Karl Heinrich Mertens (Russian: Андрей Карлович Мертенс, 17 May 1796 – 18 September 1830 Kronstadt), was a German botanist and naturalist, and son of the botanist Franz Carl Mertens.

Mertens was aboard the Russian vessel Senyavin under Captain Lieutenant Fedor Petrovich Litke with orders to explore the coasts of Russian America and Asia.
This turned out to be one of the most productive voyages of discovery in the nineteenth century.
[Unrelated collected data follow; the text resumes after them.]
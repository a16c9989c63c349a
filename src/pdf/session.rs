//! Lifecycle of an opened PDF: the read-only file handle and the engine's
//! document handle are acquired together and released together.

use super::engine::{EngineDocument, EngineError, PdfEngine};
use super::renderer::RenderError;
use super::source::PdfSource;
use serde::Serialize;
use std::fs::File;
use std::io;
use std::path::{Path, PathBuf};
use thiserror::Error;
use tracing::{debug, info};

/// Errors that can occur while opening a session.
#[derive(Error, Debug)]
pub enum OpenError {
    #[error("Failed to open resource {id}: {source}")]
    Resource {
        id: String,
        #[source]
        source: io::Error,
    },

    #[error("Failed to copy resource {id} to {}: {source}", path.display())]
    Materialize {
        id: String,
        path: PathBuf,
        #[source]
        source: io::Error,
    },

    #[error("Failed to open {}: {source}", path.display())]
    File {
        path: PathBuf,
        #[source]
        source: io::Error,
    },

    #[error(transparent)]
    Engine(#[from] EngineError),
}

impl Serialize for OpenError {
    fn serialize<S>(&self, serializer: S) -> Result<S::Ok, S::Error>
    where
        S: serde::Serializer,
    {
        serializer.serialize_str(&self.to_string())
    }
}

/// An opened PDF.
///
/// Either both handles are held or neither is. Dropping the session closes it.
pub struct PdfSession<'e, E: PdfEngine + 'e> {
    document: Option<E::Document<'e>>,
    file: Option<File>,
    path: PathBuf,
    page_count: u32,
}

impl<'e, E: PdfEngine + 'e> PdfSession<'e, E> {
    /// Opens `source` with `engine`.
    ///
    /// Resource sources are first copied to `cache_file_name` inside their
    /// cache directory. On failure every handle acquired so far is released.
    pub fn open(
        engine: &'e E,
        source: &PdfSource,
        cache_file_name: &str,
    ) -> Result<Self, OpenError> {
        let path = source.materialize(cache_file_name)?;

        let file_error = |source| OpenError::File {
            path: path.clone(),
            source,
        };
        let file = File::open(&path).map_err(file_error)?;
        let engine_file = file.try_clone().map_err(file_error)?;

        let document = engine.open(engine_file)?;
        let page_count = document.page_count();

        info!(path = %path.display(), page_count, "opened PDF session");
        Ok(Self {
            document: Some(document),
            file: Some(file),
            path,
            page_count,
        })
    }

    /// Number of pages reported by the engine when the session was opened.
    pub fn page_count(&self) -> u32 {
        self.page_count
    }

    pub fn is_open(&self) -> bool {
        self.document.is_some()
    }

    /// Filesystem path the document was read from.
    pub fn path(&self) -> &Path {
        &self.path
    }

    /// Opens page `index`. The page is closed when the returned handle drops.
    pub fn open_page(
        &self,
        index: u32,
    ) -> Result<<E::Document<'e> as EngineDocument>::Page<'_>, RenderError> {
        let document = self.document.as_ref().ok_or(RenderError::SessionClosed)?;
        if index >= self.page_count {
            return Err(RenderError::InvalidPage {
                index,
                page_count: self.page_count,
            });
        }
        document
            .open_page(index)
            .map_err(|source| RenderError::Engine { index, source })
    }

    /// Releases the document handle, then the file handle.
    ///
    /// Closing an already-closed session does nothing.
    pub fn close(&mut self) {
        let had_document = self.document.take().is_some();
        let had_file = self.file.take().is_some();
        if had_document || had_file {
            debug!(path = %self.path.display(), "closed PDF session");
        }
    }
}

impl<'e, E: PdfEngine + 'e> Drop for PdfSession<'e, E> {
    fn drop(&mut self) {
        self.close();
    }
}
Mertens, ornithologist Baron von Kittlitz, and mineralogist Alexander Postels collected and described over 1 000 new species of animal life, and some 2 500 specimens of plants, algae, and rocks. 

Shortly after this voyage, Litke and the Senyavin set out on another scientific expedition to Iceland, the chief scientist being Mertens who died two weeks after the expedition's return to Kronstadt. 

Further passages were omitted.